"BERHENTI!" suara lantang gadis dari depan pintu rumah, ia menghampiri Dion, Ayahnya.
Dion menatap anaknya bengis. Rifa, Ibu Nabila meringis kesakitan kala Dion menghempaskan tangannya kasar.
"Jangan sakitin Ibu!" ia memeluk Rifa erat, ia tak tega melihat keadaan Ibunya yang mengenaskan. Rambut acak-acakan, pipi kanan bercak merah bekas tamparan Ayahnya. Dahi yang tergores serpihan kaca.
"Saya gak akan sakiti Ibu kamu, kalau Ibu kamu setuju dengan keputusan saya!"
Nabila melepaskan pelukan Rifa, mengerutkan kening tanda ia bingung. "Maksud Ayah keputusan apa?"
"Saya akan menikah dengan Tante Winda! Dan kamu akan mempunyai saudari tiri!" tegasnya dengan yakin.
Nabila mematung, tubuhnya menegang bak disambar petir. Matanya memanas menahan air mata yang akan jatuh ke pelupuk pipi mungilnya. Dengan berkedip satu kali, setetes air mata akan mengalir deras ke pipinya. Rifa menangis terisak-isak, suaminya tetap akan mempertahankan keputusannya itu.
"Ayah bercanda?!"
"Saya gak bercanda dan gak akan main-main!"
Nabila mengusap kasar sisa air mata yang terus mengalir deras ke pipinya. Ia tersenyum miring, dengan kedua tangan mengepal kuat.
"Ayah mau nikahin Tante boneka jalang itu?!"

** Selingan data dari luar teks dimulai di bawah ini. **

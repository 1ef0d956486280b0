//! Argument construction for the external `spotify_to_tidal` tool.
//!
//! Pure string-in, list-out logic: each high-level action maps to a fixed
//! leading subcommand token, optionally followed by a user-supplied
//! argument, followed by the tokenized extra-flags string.

use anyhow::{Result, bail};

use crate::settings::DEFAULT_SUBCOMMAND;

/// High-level sync action selected by the caller.
#[derive(Debug, Clone, PartialEq, Eq)]
pub enum SyncAction {
    /// Sync one Spotify playlist by URL.
    Playlist { url: String },
    /// Sync liked/favorite tracks.
    Favorites,
    /// Sync all playlists on the account.
    AllPlaylists,
    /// User-chosen subcommand, with an optional playlist argument.
    Custom {
        subcommand: String,
        playlist: Option<String>,
    },
}

/// Build the ordered argument list for the external tool.
///
/// Validation errors (an empty playlist URL for [`SyncAction::Playlist`])
/// surface here, before any process is spawned.
///
/// The `favorites` and `playlists` tokens vary across external-tool
/// versions; `Custom` is the escape hatch when the installed CLI disagrees.
pub fn build_args(action: &SyncAction, extra_flags: &str) -> Result<Vec<String>> {
    let mut args = match action {
        SyncAction::Playlist { url } => {
            let url = url.trim();
            if url.is_empty() {
                bail!("playlist URL is required for the sync action");
            }
            vec!["sync".to_string(), url.to_string()]
        }
        SyncAction::Favorites => vec!["favorites".to_string()],
        SyncAction::AllPlaylists => vec!["playlists".to_string()],
        SyncAction::Custom {
            subcommand,
            playlist,
        } => {
            let subcommand = subcommand.trim();
            let mut args = vec![if subcommand.is_empty() {
                DEFAULT_SUBCOMMAND.to_string()
            } else {
                subcommand.to_string()
            }];
            if let Some(playlist) = playlist {
                let playlist = playlist.trim();
                if !playlist.is_empty() {
                    args.push(playlist.to_string());
                }
            }
            args
        }
    };
    args.extend(split_flags(extra_flags));
    Ok(args)
}

/// Tokenize an extra-flags string, respecting shell-style quoting.
///
/// Malformed quoting falls back to naive whitespace splitting; this is a
/// best-effort, non-fatal parse.
pub fn split_flags(flags: &str) -> Vec<String> {
    let flags = flags.trim();
    if flags.is_empty() {
        return Vec::new();
    }
    shlex::split(flags).unwrap_or_else(|| flags.split_whitespace().map(str::to_string).collect())
}
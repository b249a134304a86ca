//! Cache plugin configuration.
//!
//! Steps ask for a cache with [`CacheOptions`]; where the cache is stored is
//! decided once per pipeline by [`CacheSettings`].

use serde::Deserialize;
use serde_json::{Value, json};

/// Storage backend used by the cache plugin
#[derive(Debug, Clone, Copy, PartialEq, Eq, Default, Deserialize)]
#[serde(rename_all = "lowercase")]
pub enum CacheBackend {
    /// Amazon S3 (or any S3 compatible endpoint)
    #[default]
    S3,
    /// Google Cloud Storage
    Gcs,
    /// Local agent storage
    Tarball,
}

impl CacheBackend {
    const fn as_str(self) -> &'static str {
        match self {
            Self::S3 => "s3",
            Self::Gcs => "gcs",
            Self::Tarball => "tarball",
        }
    }
}

/// Pipeline-wide cache plugin settings
#[derive(Debug, Clone, PartialEq, Eq, Deserialize)]
#[serde(default)]
pub struct CacheSettings {
    /// Plugin reference, including its version
    pub plugin: String,
    /// Storage backend
    pub backend: CacheBackend,
    /// Bucket holding the cache archives
    pub bucket: String,
    /// Storage region
    pub region: String,
    /// Storage endpoint
    pub endpoint: String,
    /// Credentials profile
    pub profile: String,
    /// Number of archives kept per key when using the tarball backend
    pub max_archives: u32,
}

impl Default for CacheSettings {
    fn default() -> Self {
        Self {
            plugin: "gencer/cache#v2.4.10".to_string(),
            backend: CacheBackend::S3,
            bucket: "sourcegraph_buildkite_cache".to_string(),
            region: "us-central1".to_string(),
            endpoint: "https://storage.googleapis.com".to_string(),
            profile: "buildkite".to_string(),
            max_archives: 5,
        }
    }
}

/// What a single step wants cached
#[derive(Debug, Clone, PartialEq, Eq)]
pub struct CacheOptions {
    /// Cache identifier
    pub id: String,
    /// Cache key template, e.g. `cache-node_modules-{{ checksum 'pnpm-lock.yaml' }}`
    pub key: String,
    /// Fallback keys tried in order when `key` misses
    pub restore_keys: Vec<String>,
    /// Paths to cache
    pub paths: Vec<String>,
    /// Compress archives before upload
    pub compress: bool,
}

impl CacheSettings {
    /// Build the plugin configuration block for a step.
    #[must_use]
    pub fn plugin_config(&self, options: &CacheOptions) -> Value {
        let mut config = json!({
            "id": options.id,
            "backend": self.backend.as_str(),
            "key": options.key,
            "restore_keys": options.restore_keys,
            "compress": options.compress,
            "paths": options.paths,
        });

        match self.backend {
            CacheBackend::S3 | CacheBackend::Gcs => {
                config[self.backend.as_str()] = json!({
                    "bucket": self.bucket,
                    "profile": self.profile,
                    "endpoint": self.endpoint,
                    "region": self.region,
                });
            }
            CacheBackend::Tarball => {
                config["tarball"] = json!({
                    "path": "/tmp/buildkite-cache",
                    "max": self.max_archives,
                });
            }
        }

        config
    }
}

Dion amat marah, terlihat urat-urat leher yang menonjol. Ia menampar sang anaknya keras.
PLAK!!!
"Jaga omongan kamu! Tante Winda bukan boneka jalang, anak sialan!!!"
Nabila memegang pipinya yang terasa panas nan ngilu. Ia menggelengkan kepalanya tak percaya, Dion baru pertama kali menampar dirinya seumur hidup. Ayahnya lebih membela Tante Winda yang berstatus calon istri, ketimbang membela anak kandungnya dan istri sahnya. Dan juga tak percaya Ayahnya memanggil ia dengan sebutan 'anak sialan'.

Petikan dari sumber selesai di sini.